In a second preferred embodiment, the salt is formate salt at a concentration of at least 20 wt % and the corrosion inhibitor has a concentration of not more than 1.0 wt %. In a more preferred embodiment, the salt is potassium formate at a concentration of from about 20.0 wt % to about 30.0 wt %, and the corrosion inhibitor has a concentration of from about 0.10 wt % to about 0.30 wt %.
In a third preferred embodiment, the salt is a chloride salt or a bromide salt at a concentration of at least 28 wt % and the corrosion inhibitor has a concentration of not more than 1.0 wt %. In a more preferred embodiment, the salt is potassium bromide at a concentration of from about 30 wt % to about 45 wt % and the corrosion inhibitor has a concentration of from about 0.10 wt % to about 0.30 wt %.
Optionally, the composition may further comprise an organic compound with at least one hydroxyl group, such as a low molecular weight alcohol, a glycol, glycerol or a combination thereof. The alcohol may be any C1-C6 alcohol or combination thereof. A preferred alcohol is methanol. The glycol may be any C2-C6 glycol or combination thereof. A preferred glycol is ethylene glycol. The concentration of the alcohol/glycol may be up to about 15 wt % of the total composition. When used in combination with the salt having an anion selected from the group consisting of an acetate, formate, bromide, chloride, nitrate, or combination thereof, the salt concentration may be decreased in the presence of the alcohol or glycol without affecting the performance of the composition.
Without limiting the scope of the invention nor intending to provide an exhaustive list of possible combinations, exemplary compositions anticipated by this development are presented in Table II. Optionally, up to 1.0 wt % of a corrosion inhibitor may be added to any of the formulations below.

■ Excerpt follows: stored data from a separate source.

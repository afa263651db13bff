use std::path::PathBuf;

use clap::Parser;
use sqlx::migrate::Migrator;
use sqlx::postgres::PgPoolOptions;

#[derive(Parser, Debug)]
#[command(
    name = "migrate",
    about = "Apply or revert the auth-server database schema"
)]
struct Args {
    /// Directory holding the reversible sqlx migration files.
    #[arg(long, default_value = "./migrations")]
    migrations_path: PathBuf,

    /// Revert applied migrations down to this version instead of applying pending ones.
    #[arg(long)]
    revert_to: Option<i64>,
}

#[tokio::main]
async fn main() -> Result<(), Box<dyn std::error::Error>> {
    env_logger::Builder::from_env(env_logger::Env::default().default_filter_or("info"))
        .format_timestamp(None)
        .init();

    let args = Args::parse();
    let database_url = std::env::var("DATABASE_URL")?;
    let pool = PgPoolOptions::new()
        .max_connections(1)
        .connect(&database_url)
        .await?;

    let migrator = Migrator::new(args.migrations_path.as_path()).await?;

    match args.revert_to {
        Some(target) => {
            migrator.undo(&pool, target).await?;
            log::info!("reverted migrations down to version {target}");
        }
        None => {
            migrator.run(&pool).await?;
            log::info!(
                "migrations from {} applied",
                args.migrations_path.display()
            );
        }
    }

    pool.close().await;
    Ok(())
}
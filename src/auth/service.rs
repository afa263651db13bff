//! Token lifecycle orchestration: registration, login, access-token validation and
//! refresh-token rotation.
//!
//! Refresh tokens move through `issued -> cached valid -> (rotated | expired) -> invalidated`.
//! The fast path only touches the cache; the durable store is written when credentials are
//! presented and when a refresh token turns out not to be live.

use std::sync::Arc;

use chrono::{DateTime, Duration, Utc};
use uuid::Uuid;

use crate::auth::cache::{RefreshMarker, TokenCache, device_revocation_key, refresh_key};
use crate::auth::clock::Clock;
use crate::auth::jwt::{TokenClaims, TokenIssuer, TokenStatus};
use crate::auth::passwords::{PasswordService, peppered};
use crate::auth::store::{CredentialRecord, CredentialStore};
use crate::auth::{AuthConfig, AuthError, AuthResult};

#[derive(Debug, Clone, PartialEq, Eq)]
pub struct TokenPair {
    pub access_token: String,
    pub refresh_token: String,
    pub access_token_expires_at: DateTime<Utc>,
    pub refresh_token_expires_at: DateTime<Utc>,
}

pub struct AuthService {
    store: Arc<dyn CredentialStore>,
    cache: Arc<dyn TokenCache>,
    clock: Arc<dyn Clock>,
    passwords: PasswordService,
    access_tokens: TokenIssuer,
    refresh_tokens: TokenIssuer,
    pepper: String,
    rotation_invalidates_previous: bool,
    /// Verified against when the login is unknown, so both failure paths cost one argon2 run.
    decoy_hash: String,
}

impl AuthService {
    pub fn new(
        config: &AuthConfig,
        store: Arc<dyn CredentialStore>,
        cache: Arc<dyn TokenCache>,
        clock: Arc<dyn Clock>,
    ) -> AuthResult<Self> {
        let passwords = PasswordService::new(config.hashing)?;
        let decoy_hash = passwords.hash(&PasswordService::generate_salt())?;

        Ok(Self {
            store,
            cache,
            clock,
            passwords,
            access_tokens: TokenIssuer::new(
                &config.access_secret,
                Duration::seconds(config.access_token_ttl_secs),
            ),
            refresh_tokens: TokenIssuer::new(
                &config.refresh_secret,
                Duration::seconds(config.refresh_token_ttl_secs),
            ),
            pepper: config.pepper.clone(),
            rotation_invalidates_previous: config.rotation_invalidates_previous,
            decoy_hash,
        })
    }

    pub async fn register(
        &self,
        login: &str,
        password: &str,
        device_id: &str,
    ) -> AuthResult<TokenPair> {
        if self.store.exists_by_login(login).await? {
            return Err(AuthError::UserExists);
        }

        let salt = PasswordService::generate_salt();
        let password_hash = self
            .hash_secret(peppered(password, &salt, &self.pepper))
            .await?;

        let record = CredentialRecord {
            login: login.to_string(),
            password_hash,
            salt,
        };
        self.store.insert(&record).await?;
        log::info!("registered login {login} from device {device_id}");

        // The row stays in place if issuance fails; the caller recovers through login.
        self.open_session(login, device_id).await.inspect_err(|err| {
            log::error!("token issuance after registering {login} failed: {err}");
        })
    }

    pub async fn login(
        &self,
        login: &str,
        password: &str,
        device_id: &str,
    ) -> AuthResult<TokenPair> {
        let verified = match self.store.find_by_login(login).await? {
            Some(record) => {
                self.verify_secret(
                    peppered(password, &record.salt, &self.pepper),
                    record.password_hash,
                )
                .await?
            }
            None => {
                self.verify_secret(password.to_string(), self.decoy_hash.clone())
                    .await?;
                false
            }
        };

        if !verified {
            log::info!("rejected login attempt for {login} from device {device_id}");
            return Err(invalid_credentials());
        }

        self.open_session(login, device_id).await
    }

    /// Stateless check of an access token: signature, algorithm and expiry only.
    pub fn validate(&self, access_token: &str) -> TokenStatus {
        match self.access_tokens.parse(access_token, self.clock.now()) {
            Ok(claims) => TokenStatus::Valid(claims),
            Err(rejection) => {
                log::debug!("access token rejected: {rejection}");
                TokenStatus::Rejected(rejection)
            }
        }
    }

    pub async fn refresh(&self, refresh_token: &str) -> AuthResult<TokenPair> {
        let now = self.clock.now();
        let claims = self
            .refresh_tokens
            .parse(refresh_token, now)
            .map_err(|rejection| {
                log::debug!("refresh token rejected: {rejection}");
                AuthError::InvalidRefreshToken
            })?;

        let key = refresh_key(refresh_token);
        if !self.refresh_token_is_live(&key, &claims).await {
            self.revoke_device(&claims, now).await;
            return Err(AuthError::InvalidRefreshToken);
        }

        // Successor first: the presented token must stay live if caching the new pair fails.
        let pair = self
            .issue_pair(
                &claims.login,
                &claims.device_id,
                claims.device_epoch.as_deref(),
                now,
            )
            .await?;

        if self.rotation_invalidates_previous {
            let remaining = Duration::seconds(claims.exp - now.timestamp());
            self.cache
                .set(&key, RefreshMarker::Invalid.as_str(), remaining)
                .await
                .inspect_err(|err| {
                    log::error!(
                        "failed to invalidate rotated refresh token for device {}: {err}",
                        claims.device_id
                    );
                })?;
        }

        Ok(pair)
    }

    async fn refresh_token_is_live(&self, key: &str, claims: &TokenClaims) -> bool {
        let marker = match self.cache.get(key).await {
            Ok(value) => RefreshMarker::from_cached(value.as_deref()),
            Err(err) => {
                log::warn!("refresh marker lookup failed, treating token as invalid: {err}");
                RefreshMarker::Invalid
            }
        };
        if marker != RefreshMarker::Valid {
            return false;
        }

        match self.cache.get(&device_revocation_key(&claims.device_id)).await {
            Ok(None) => true,
            Ok(Some(current)) => claims.device_epoch.as_deref() == Some(current.as_str()),
            Err(err) => {
                log::warn!("device revocation lookup failed, treating token as invalid: {err}");
                false
            }
        }
    }

    /// Fail-closed response to a refresh token that is signed but not live. A fresh device epoch
    /// kills every refresh token minted under the previous one. Write failures are logged; the
    /// caller is rejected either way.
    async fn revoke_device(&self, claims: &TokenClaims, now: DateTime<Utc>) {
        log::warn!(
            "refresh token for {} on device {} is not live; revoking device sessions",
            claims.login,
            claims.device_id
        );

        match self
            .store
            .expire_refresh_sessions_for_device(&claims.device_id, now)
            .await
        {
            Ok(expired) => log::info!(
                "expired {expired} refresh sessions for device {}",
                claims.device_id
            ),
            Err(err) => log::error!(
                "failed to expire refresh sessions for device {}: {err}",
                claims.device_id
            ),
        }

        if let Err(err) = self
            .cache
            .set(
                &device_revocation_key(&claims.device_id),
                &Uuid::new_v4().to_string(),
                self.refresh_tokens.lifetime(),
            )
            .await
        {
            log::error!(
                "failed to record revocation for device {}: {err}",
                claims.device_id
            );
        }
    }

    async fn open_session(&self, login: &str, device_id: &str) -> AuthResult<TokenPair> {
        let now = self.clock.now();
        let device_epoch = self.cache.get(&device_revocation_key(device_id)).await?;
        let pair = self
            .issue_pair(login, device_id, device_epoch.as_deref(), now)
            .await?;
        self.store
            .record_refresh_session(login, device_id, now, pair.refresh_token_expires_at)
            .await?;
        Ok(pair)
    }

    async fn issue_pair(
        &self,
        login: &str,
        device_id: &str,
        device_epoch: Option<&str>,
        now: DateTime<Utc>,
    ) -> AuthResult<TokenPair> {
        let access = self.access_tokens.issue(login, device_id, None, now)?;
        let refresh = self
            .refresh_tokens
            .issue(login, device_id, device_epoch, now)?;

        self.cache
            .set(
                &refresh_key(&refresh.token),
                RefreshMarker::Valid.as_str(),
                self.refresh_tokens.lifetime(),
            )
            .await?;

        Ok(TokenPair {
            access_token: access.token,
            refresh_token: refresh.token,
            access_token_expires_at: access.expires_at,
            refresh_token_expires_at: refresh.expires_at,
        })
    }

    async fn hash_secret(&self, secret: String) -> AuthResult<String> {
        let passwords = self.passwords.clone();
        tokio::task::spawn_blocking(move || passwords.hash(&secret)).await?
    }

    async fn verify_secret(&self, candidate: String, encoded: String) -> AuthResult<bool> {
        let passwords = self.passwords.clone();
        tokio::task::spawn_blocking(move || passwords.verify(&candidate, &encoded)).await?
    }
}

/// Unknown login and wrong password deliberately collapse into the same error.
fn invalid_credentials() -> AuthError {
    AuthError::InvalidCredentials
}
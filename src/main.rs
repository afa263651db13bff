#[rocket::launch]
fn rocket() -> _ {
    auth_server::rocket()
}
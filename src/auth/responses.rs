use chrono::{DateTime, Utc};
use schemars::JsonSchema;
use serde::{Deserialize, Serialize};

use crate::auth::TokenPair;

#[derive(Debug, Clone, Serialize, Deserialize, JsonSchema)]
pub struct CredentialsRequest {
    pub login: String,
    pub password: String,
    pub device_id: String,
}

#[derive(Debug, Clone, Serialize, Deserialize, JsonSchema)]
pub struct ValidateRequest {
    pub access_token: String,
}

#[derive(Debug, Clone, Serialize, Deserialize, JsonSchema)]
pub struct ValidateResponse {
    pub valid: bool,
    #[serde(skip_serializing_if = "Option::is_none")]
    pub error: Option<String>,
}

#[derive(Debug, Clone, Serialize, Deserialize, JsonSchema)]
pub struct RefreshRequest {
    pub refresh_token: String,
}

#[derive(Debug, Clone, Serialize, Deserialize, JsonSchema)]
pub struct TokenPairResponse {
    pub access_token: String,
    pub refresh_token: String,
    pub access_token_expires_at: DateTime<Utc>,
    pub refresh_token_expires_at: DateTime<Utc>,
}

impl From<TokenPair> for TokenPairResponse {
    fn from(pair: TokenPair) -> Self {
        Self {
            access_token: pair.access_token,
            refresh_token: pair.refresh_token,
            access_token_expires_at: pair.access_token_expires_at,
            refresh_token_expires_at: pair.refresh_token_expires_at,
        }
    }
}
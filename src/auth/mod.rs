//! Authentication core: configuration, password hashing, token signing, the refresh-token
//! cache, the credential store, the orchestrating service, and its HTTP routes.

pub mod cache;
pub mod clock;
pub mod config;
pub mod error;
pub mod jwt;
pub mod passwords;
pub mod responses;
pub mod routes;
pub mod service;
pub mod store;

pub use cache::{RedisTokenCache, TokenCache};
pub use clock::{Clock, SystemClock};
pub use config::AuthConfig;
pub use error::{AuthError, AuthResult, ErrorKind};
pub use jwt::{TokenClaims, TokenIssuer, TokenRejection, TokenStatus};
pub use passwords::{HashingParams, PasswordService};
pub use service::{AuthService, TokenPair};
pub use store::{CredentialRecord, CredentialStore, PgCredentialStore, RefreshSession};
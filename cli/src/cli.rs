//! # CLI Interface
//!
//! Defines the command-line argument structure for `ember` using `clap`
//! derive. Supports five subcommands: `split`, `eligibility`, `describe`,
//! `chains`, and `version`.

use chrono::{DateTime, Utc};
use clap::{Parser, Subcommand};

/// EMBER vault operator tooling.
///
/// Offline calculators and inspectors for the EMBER revenue vault: preview
/// buyback splits, evaluate reward eligibility, render the vault status
/// string, and list the supported chain profiles.
#[derive(Parser, Debug)]
#[command(
    name = "ember",
    about = "EMBER vault operator tooling",
    version,
    propagate_version = true
)]
pub struct EmberCli {
    /// Log output format: pretty or json.
    #[arg(long, global = true, env = "EMBER_LOG_FORMAT", default_value = "pretty")]
    pub log_format: String,

    /// Emit machine-readable JSON instead of human-readable text.
    #[arg(long, global = true)]
    pub json: bool,

    /// Subcommand to execute.
    #[command(subcommand)]
    pub command: Commands,
}

/// Top-level subcommands for the EMBER binary.
#[derive(Subcommand, Debug)]
pub enum Commands {
    /// Preview the four-way split of a buyback amount.
    Split(SplitArgs),
    /// Evaluate the reward-eligibility predicate for a hypothetical holder.
    Eligibility(EligibilityArgs),
    /// Render the vault status string for a raw balance.
    Describe(DescribeArgs),
    /// List the supported chain profiles (guardian and portal per chain).
    Chains,
    /// Print version information and exit.
    Version,
}

/// Arguments for the `split` subcommand.
#[derive(Parser, Debug)]
pub struct SplitArgs {
    /// Buyback amount in raw units (8 decimals).
    #[arg(long)]
    pub amount: u64,
}

/// Arguments for the `eligibility` subcommand.
#[derive(Parser, Debug)]
pub struct EligibilityArgs {
    /// When the holder's tracked balance last changed (RFC 3339).
    #[arg(long)]
    pub last_change: DateTime<Utc>,

    /// The holder's current token balance.
    #[arg(long)]
    pub balance: u64,

    /// Current total token supply.
    #[arg(long)]
    pub supply: u64,

    /// Evaluation time (RFC 3339). Defaults to now.
    #[arg(long)]
    pub at: Option<DateTime<Utc>>,
}

/// Arguments for the `describe` subcommand.
#[derive(Parser, Debug)]
pub struct DescribeArgs {
    /// Vault balance in raw units (8 decimals).
    #[arg(long)]
    pub held: u64,
}

#[cfg(test)]
mod tests {
    use super::*;
    use clap::CommandFactory;

    #[test]
    fn verify_cli_structure() {
        // Ensures the derive macros produce a valid CLI definition.
        EmberCli::command().debug_assert();
    }

    #[test]
    fn split_parses_amount() {
        let cli = EmberCli::parse_from(["ember", "split", "--amount", "100000000"]);
        match cli.command {
            Commands::Split(args) => assert_eq!(args.amount, 100_000_000),
            other => panic!("unexpected command: {other:?}"),
        }
    }

    #[test]
    fn eligibility_parses_timestamps() {
        let cli = EmberCli::parse_from([
            "ember",
            "eligibility",
            "--last-change",
            "2026-06-01T00:00:00Z",
            "--balance",
            "500",
            "--supply",
            "1000000",
        ]);
        match cli.command {
            Commands::Eligibility(args) => {
                assert_eq!(args.balance, 500);
                assert!(args.at.is_none());
            }
            other => panic!("unexpected command: {other:?}"),
        }
    }
}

Water balances the compositions.
In a fourth preferred embodiment, a composition comprises an acetate salt with a concentration of at least 10.0 wt %, methanol at a concentration of not more than 10 wt %, and a corrosion inhibitor at a concentration of not more than 1.0 wt %. In a more preferred embodiment, the salt is a potassium acetate salt with a salt concentration from about 10.0 wt % to about 25.0 wt %, methanol with a concentration of from about 2.0 wt % to about 10.0 wt %, and the corrosion inhibitor has a concentration of from about 0.10 wt % to about 0.30 wt %.
In a fifth preferred embodiment, the salt is formate salt at a concentration of at least 10.0 wt %, methanol at a concentration of not more than 15 wt %, and the corrosion inhibitor has a concentration of not more than 1.0 wt %. In a more preferred embodiment, the salt is potassium formate at a concentration of from about 10 wt % to about 20 wt %, methanol with a concentration of from about 2.0 wt % to about 10.0 wt %, and the corrosion inhibitor has a concentration of from about 0.10 wt % to about 0.30 wt %.
The chemical composition of the present invention is intended to be used in the oil and gas industry to reduce the risk of formation of hydrate plugs in crude oil or natural gas streams. It is anticipated that the composition will also facilitate the removal of hydrate plugs that have formed in pipelines during crude oil or natural gas stream recovery. Compared to the currently available compositions, the present composition reacts much faster, is less expensive, and comprises components that are readily available in the marketplace.
Unless defined otherwise, all technical and scientific terms used herein have the same meaning as commonly understood by one of ordinary skill in the art to which the presently disclosed subject matter pertains. Representative methods, devices, and materials are described herein, but are not intended to be limiting unless so noted.
The terms “a”, “an”, and “the” refer to “one or more” when used in the subject specification, including the claims. Thus, for example, reference to “a hydrate” includes a plurality of such hydrate molecules, and so forth.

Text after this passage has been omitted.